The men of the Botetourt Artillery, under the command of Captain Henry C. Douthatt, fought bravely in Virginia. The war ended, and they went home—that is, some of them went home—to the green hills and flowering waters of old Botetourt. Worn, crippled and impoverished, they entered bravely upon the new order of things, and fought patiently with fate. The old South was gone; they have helped to make the new South. Not many of the company—not many of the Mountain Rifles who marched to war in bounding hope and pride, through the flowers of May, under the streaming flag made of a wedding gown, to the sound of fife and drum playing ‘The Girl I Left Behind Me’—not many of them are left in this year of nineteen hundred and seven! They lie beneath Virginia battlefields, In Kentucky, in Tennessee, and on the banks of the Mississippi; and they lie at home in the graveyard above the river, under the shadow of the everlasting hills.
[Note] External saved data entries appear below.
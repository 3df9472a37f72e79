use askdata_core::auth::AuthError;
use thiserror::Error;

pub type Result<T> = core::result::Result<T, Error>;

#[derive(Error, Debug)]
pub enum Error {
    #[error("{}", .0)]
    Custom(String),

    #[error("IO::{:?}: {}", .0, .0)]
    Io(#[from] std::io::Error),

    #[error("FlexiLogger::{:?}: {}", .0, .0)]
    FlexiLogger(#[from] flexi_logger::FlexiLoggerError),

    #[error("Db: {}", .0)]
    Db(#[from] sqlx::Error),

    #[error("Auth: {}", .0)]
    Auth(#[from] AuthError),

    #[error("Migrate: {}", .0)]
    Migrate(#[from] sqlx::migrate::MigrateError),
}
How sleep the brave, who sink to rest
By all their country's wishes blest!
When spring, with dewy fingers cold,
Returns to deck their hallowed mould,
She there shall dress a sweeter sod,
Than fancy's feet have ever trod. [49]
By fairy hands their knell is rung,
By forms unseen their dirge is sung;
Their honour comes a pilgrim gray,
To bless the turf that wraps their clay,
And freedom shall a while repair
To dwell a weeping hermit there!

It is forty-four years since the siege of Vicksburg. The war is dead. The men who fought are going fast, are vanishing from the face of the earth like leaves before the blast of autumn. They were—they are—heroic. We see them so; and through the haze of time and distance, our children's children and all the generations to come will find them still heroic. From the time of Troy to the time of Vicksburg, from the time of Port Arthur to the time of some mighty siege to come, the man of war, no less than the man of peace, has wrought for that great, white peaceful and supreme temple which, above the smoke of all wars, the Infinite in us shall yet raise to greet the Infinite above us. Upon those temple walls, how many friezes of fighting men! The hundred men, to whom we do honor this November day, have their place in those still and deathless ranks, in that procession, vast as is the procession of the stars. ‘A fragment of antique sculpture,’—Yes, but the past instructs the present, and is the bed rock of the future.